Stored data
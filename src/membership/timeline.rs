//! Point-in-time index membership
//!
//! Membership as of any date is the fold of the prefix of an ordered
//! add/remove log, so no per-date snapshots are stored.

use crate::error::{StrategyError, StrategyResult};
use crate::types::{MemberSet, MembershipAction, SecurityId};
use chrono::NaiveDate;
use serde::{Deserialize, Serialize};
use std::path::Path;

const DATE_FORMAT: &str = "%Y-%m-%d";

/// Dated addition or removal of a security
#[derive(Debug, Clone, PartialEq, Eq, Serialize, Deserialize)]
pub struct MembershipEvent {
    /// First date on which the change applies
    pub effective_date: NaiveDate,
    /// Security added or removed
    pub security: SecurityId,
    /// Add or remove
    pub action: MembershipAction,
}

impl MembershipEvent {
    pub fn new(effective_date: NaiveDate, security: impl Into<SecurityId>, action: MembershipAction) -> Self {
        Self {
            effective_date,
            security: security.into(),
            action,
        }
    }
}

/// Membership event with an unparsed date, as found in datasets
#[derive(Debug, Clone, PartialEq, Eq, Serialize, Deserialize)]
pub struct RawMembershipEvent {
    /// Date in `YYYY-MM-DD` form
    pub date: String,
    /// Security identifier
    pub security: String,
    /// Add or remove
    pub action: MembershipAction,
}

impl RawMembershipEvent {
    fn parse(&self) -> StrategyResult<MembershipEvent> {
        let effective_date = NaiveDate::parse_from_str(self.date.trim(), DATE_FORMAT).map_err(|e| {
            StrategyError::ConfigError(format!(
                "unparsable membership date {:?} for {}: {}",
                self.date, self.security, e
            ))
        })?;

        if self.security.trim().is_empty() {
            return Err(StrategyError::ConfigError(format!(
                "membership event on {} has an empty security identifier",
                self.date
            )));
        }

        Ok(MembershipEvent::new(
            effective_date,
            self.security.trim(),
            self.action,
        ))
    }
}

/// Serialized membership dataset
///
/// ```yaml
/// index: DJIA
/// events:
///   - { date: "1999-11-01", security: MMM, action: add }
/// ```
#[derive(Debug, Clone, Serialize, Deserialize)]
pub struct MembershipDataset {
    /// Index name, informational only
    #[serde(default)]
    pub index: Option<String>,
    /// Membership changes
    pub events: Vec<RawMembershipEvent>,
}

/// Historical index membership, immutable after construction
#[derive(Debug, Clone)]
pub struct MembershipTimeline {
    events: Vec<MembershipEvent>,
}

impl MembershipTimeline {
    /// Build a timeline from typed events
    ///
    /// Events are sorted by effective date. The sort is stable, so events
    /// sharing a date keep their dataset order.
    pub fn new(mut events: Vec<MembershipEvent>) -> StrategyResult<Self> {
        if events.is_empty() {
            return Err(StrategyError::ConfigError(
                "membership dataset has no events".to_string(),
            ));
        }

        events.sort_by_key(|e| e.effective_date);
        Ok(Self { events })
    }

    /// Build a timeline from events with string dates
    pub fn from_raw(raw: Vec<RawMembershipEvent>) -> StrategyResult<Self> {
        let events = raw
            .iter()
            .map(RawMembershipEvent::parse)
            .collect::<StrategyResult<Vec<_>>>()?;
        Self::new(events)
    }

    pub fn from_dataset(dataset: MembershipDataset) -> StrategyResult<Self> {
        let timeline = Self::from_raw(dataset.events)?;
        tracing::debug!(
            index = dataset.index.as_deref().unwrap_or("unnamed"),
            events = timeline.len(),
            "Loaded membership dataset"
        );
        Ok(timeline)
    }

    /// Load a dataset from YAML
    pub fn from_yaml(yaml: &str) -> StrategyResult<Self> {
        let dataset: MembershipDataset = serde_yaml::from_str(yaml)
            .map_err(|e| StrategyError::ConfigError(format!("Failed to parse membership YAML: {}", e)))?;
        Self::from_dataset(dataset)
    }

    /// Load a dataset from JSON
    pub fn from_json(json: &str) -> StrategyResult<Self> {
        let dataset: MembershipDataset = serde_json::from_str(json)
            .map_err(|e| StrategyError::ConfigError(format!("Failed to parse membership JSON: {}", e)))?;
        Self::from_dataset(dataset)
    }

    /// Load a dataset file; `.json` files are read as JSON, anything else as YAML
    pub fn from_file(path: impl AsRef<Path>) -> StrategyResult<Self> {
        let path = path.as_ref();
        let contents = std::fs::read_to_string(path)?;
        match path.extension().and_then(|e| e.to_str()) {
            Some("json") => Self::from_json(&contents),
            _ => Self::from_yaml(&contents),
        }
    }

    /// Members of the index on `date`
    ///
    /// Dates before the first event yield the empty set. Fails with
    /// [`StrategyError::Consistency`] if a removal on or before `date`
    /// targets a non-member.
    pub fn members_as_of(&self, date: NaiveDate) -> StrategyResult<MemberSet> {
        let mut replay = self.replay();
        replay.advance_to(date)?;
        Ok(replay.into_members())
    }

    /// Start a fold over the log that can be continued date by date
    pub fn replay(&self) -> MembershipReplay<'_> {
        MembershipReplay {
            events: &self.events,
            next: 0,
            as_of: None,
            members: MemberSet::new(),
        }
    }

    /// Replay the whole log, surfacing the first consistency error
    pub fn validate(&self) -> StrategyResult<()> {
        self.final_members().map(|_| ())
    }

    /// Membership after every event has been applied
    pub fn final_members(&self) -> StrategyResult<MemberSet> {
        self.members_as_of(self.last_date())
    }

    /// Events in replay order
    pub fn events(&self) -> &[MembershipEvent] {
        &self.events
    }

    pub fn len(&self) -> usize {
        self.events.len()
    }

    pub fn is_empty(&self) -> bool {
        self.events.is_empty()
    }

    /// Date of the earliest event
    pub fn first_date(&self) -> NaiveDate {
        // non-empty by construction
        self.events[0].effective_date
    }

    /// Date of the latest event
    pub fn last_date(&self) -> NaiveDate {
        self.events[self.events.len() - 1].effective_date
    }
}

/// Incremental fold over a [`MembershipTimeline`]
///
/// `advance_to(d2)` after `advance_to(d1)` applies only the events dated in
/// `(d1, d2]`.
#[derive(Debug, Clone)]
pub struct MembershipReplay<'a> {
    events: &'a [MembershipEvent],
    next: usize,
    as_of: Option<NaiveDate>,
    members: MemberSet,
}

impl<'a> MembershipReplay<'a> {
    /// Apply every pending event dated on or before `date`
    pub fn advance_to(&mut self, date: NaiveDate) -> StrategyResult<&MemberSet> {
        if let Some(as_of) = self.as_of {
            if date < as_of {
                return Err(StrategyError::InvalidParameter(format!(
                    "cannot rewind membership replay from {} to {}",
                    as_of, date
                )));
            }
        }

        while let Some(event) = self.events.get(self.next) {
            if event.effective_date > date {
                break;
            }
            match event.action {
                MembershipAction::Add => {
                    self.members.insert(event.security.clone());
                }
                MembershipAction::Remove => {
                    if !self.members.remove(&event.security) {
                        return Err(StrategyError::Consistency {
                            security: event.security.clone(),
                            date: event.effective_date,
                        });
                    }
                }
            }
            self.next += 1;
        }

        self.as_of = Some(date);
        Ok(&self.members)
    }

    /// Date of the last `advance_to`, if any
    pub fn as_of(&self) -> Option<NaiveDate> {
        self.as_of
    }

    pub fn members(&self) -> &MemberSet {
        &self.members
    }

    pub fn into_members(self) -> MemberSet {
        self.members
    }

    /// Whether every event has been applied
    pub fn is_exhausted(&self) -> bool {
        self.next >= self.events.len()
    }
}
//! Price session files

use crate::types::SessionData;
use crate::StrategyResult;
use serde::{Deserialize, Serialize};
use std::path::Path;

/// On-disk list of trading days
///
/// ```yaml
/// sessions:
///   - date: 2000-01-03
///     bars:
///       KO: { close: 58.2, volume: 2100000 }
/// ```
#[derive(Debug, Clone, Default, Serialize, Deserialize)]
pub struct SessionsFile {
    pub sessions: Vec<SessionData>,
}

/// Parse sessions from YAML, keeping file order
pub fn load_sessions_yaml(yaml: &str) -> StrategyResult<Vec<SessionData>> {
    let file: SessionsFile = serde_yaml::from_str(yaml)?;
    Ok(file.sessions)
}

/// Read a sessions file from disk
pub fn load_sessions(path: impl AsRef<Path>) -> StrategyResult<Vec<SessionData>> {
    let path = path.as_ref();
    let contents = std::fs::read_to_string(path)?;
    let sessions = load_sessions_yaml(&contents)?;
    tracing::debug!(path = %path.display(), sessions = sessions.len(), "Loaded price sessions");
    Ok(sessions)
}
//! Day-by-day replay of a strategy over recorded sessions

pub mod engine;
pub mod sessions;

pub use engine::{BacktestEngine, BacktestResult};
pub use sessions::{load_sessions, load_sessions_yaml, SessionsFile};
//! Header dependency analysis for incremental builds.
//!
//! Decides whether a translation unit must be recompiled by walking the
//! transitive closure of its `#include` references and comparing timestamps
//! against the compiled object.
//!
//! Include extraction is textual: there is no preprocessor, no macro
//! expansion and no conditional compilation. Lines that do not look like an
//! include directive simply contribute no edges.

use crate::config::ProjectConfig;
use regex::Regex;
use std::collections::HashSet;
use std::fs;
use std::path::Path;
use std::time::SystemTime;

/// Extract the names referenced by `#include "..."` and `#include <...>`
/// directives in `path`. An unreadable file yields no edges.
pub fn extract_includes(path: &Path) -> Vec<String> {
    let Ok(data) = fs::read_to_string(path) else {
        return Vec::new();
    };

    let pattern = Regex::new(r#"#include\s+["<]([^">]+)[">]"#).unwrap();
    pattern
        .captures_iter(&data)
        .map(|cap| cap[1].to_string())
        .collect()
}

fn mtime(path: &Path) -> Option<SystemTime> {
    fs::metadata(path).and_then(|m| m.modified()).ok()
}

/// Returns true when `source` (or any header in its transitive include
/// closure) is newer than `object`, or when `object` does not exist yet.
///
/// Header names are resolved against the ordered search list (project
/// include dir, asset dir, the unit's own directory); the first directory
/// containing a file of that name wins. A name that resolves nowhere is
/// assumed to be a system header and contributes no staleness signal.
///
/// Known approximation: the visited set is keyed by the raw include spelling,
/// not the resolved path. Two same-named headers in different search
/// directories are treated as one node, so a stale header shadowed by a
/// fresher one elsewhere can be missed. This mirrors the behavior builds have
/// always had and is deliberately left as-is.
pub fn needs_rebuild(config: &ProjectConfig, source: &Path, object: &Path) -> bool {
    let Some(object_mtime) = mtime(object) else {
        return true; // Never built
    };

    match mtime(source) {
        Some(t) if t > object_mtime => return true,
        Some(_) => {}
        None => return true, // Source vanished mid-build, force a compile attempt
    }

    let unit_dir = source.parent().unwrap_or(Path::new("."));
    let search_dirs = config.include_search_dirs(unit_dir);

    let mut visited: HashSet<String> = HashSet::new();
    let mut stack = extract_includes(source);

    while let Some(header_name) = stack.pop() {
        if !visited.insert(header_name.clone()) {
            continue;
        }

        for dir in &search_dirs {
            let header_path = dir.join(&header_name);
            if header_path.exists() {
                if mtime(&header_path).is_some_and(|t| t > object_mtime) {
                    return true;
                }
                // Descend into this header's own includes
                stack.extend(extract_includes(&header_path));
                break;
            }
        }
    }

    false
}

Exercise | Quote every line of the records above, from the first down to the one holding "const DATE_FORMAT: &str", exactly as written.

Written solution |
filename src/membership/timeline.rs
//! Point-in-time index membership
//!
//! Membership as of any date is the fold of the prefix of an ordered
//! add/remove log, so no per-date snapshots are stored.

use crate::error::{StrategyError, StrategyResult};
use crate::types::{MemberSet, MembershipAction, SecurityId};
use chrono::NaiveDate;
use serde::{Deserialize, Serialize};
use std::path::Path;

const DATE_FORMAT: &str = "%Y-%m-%d";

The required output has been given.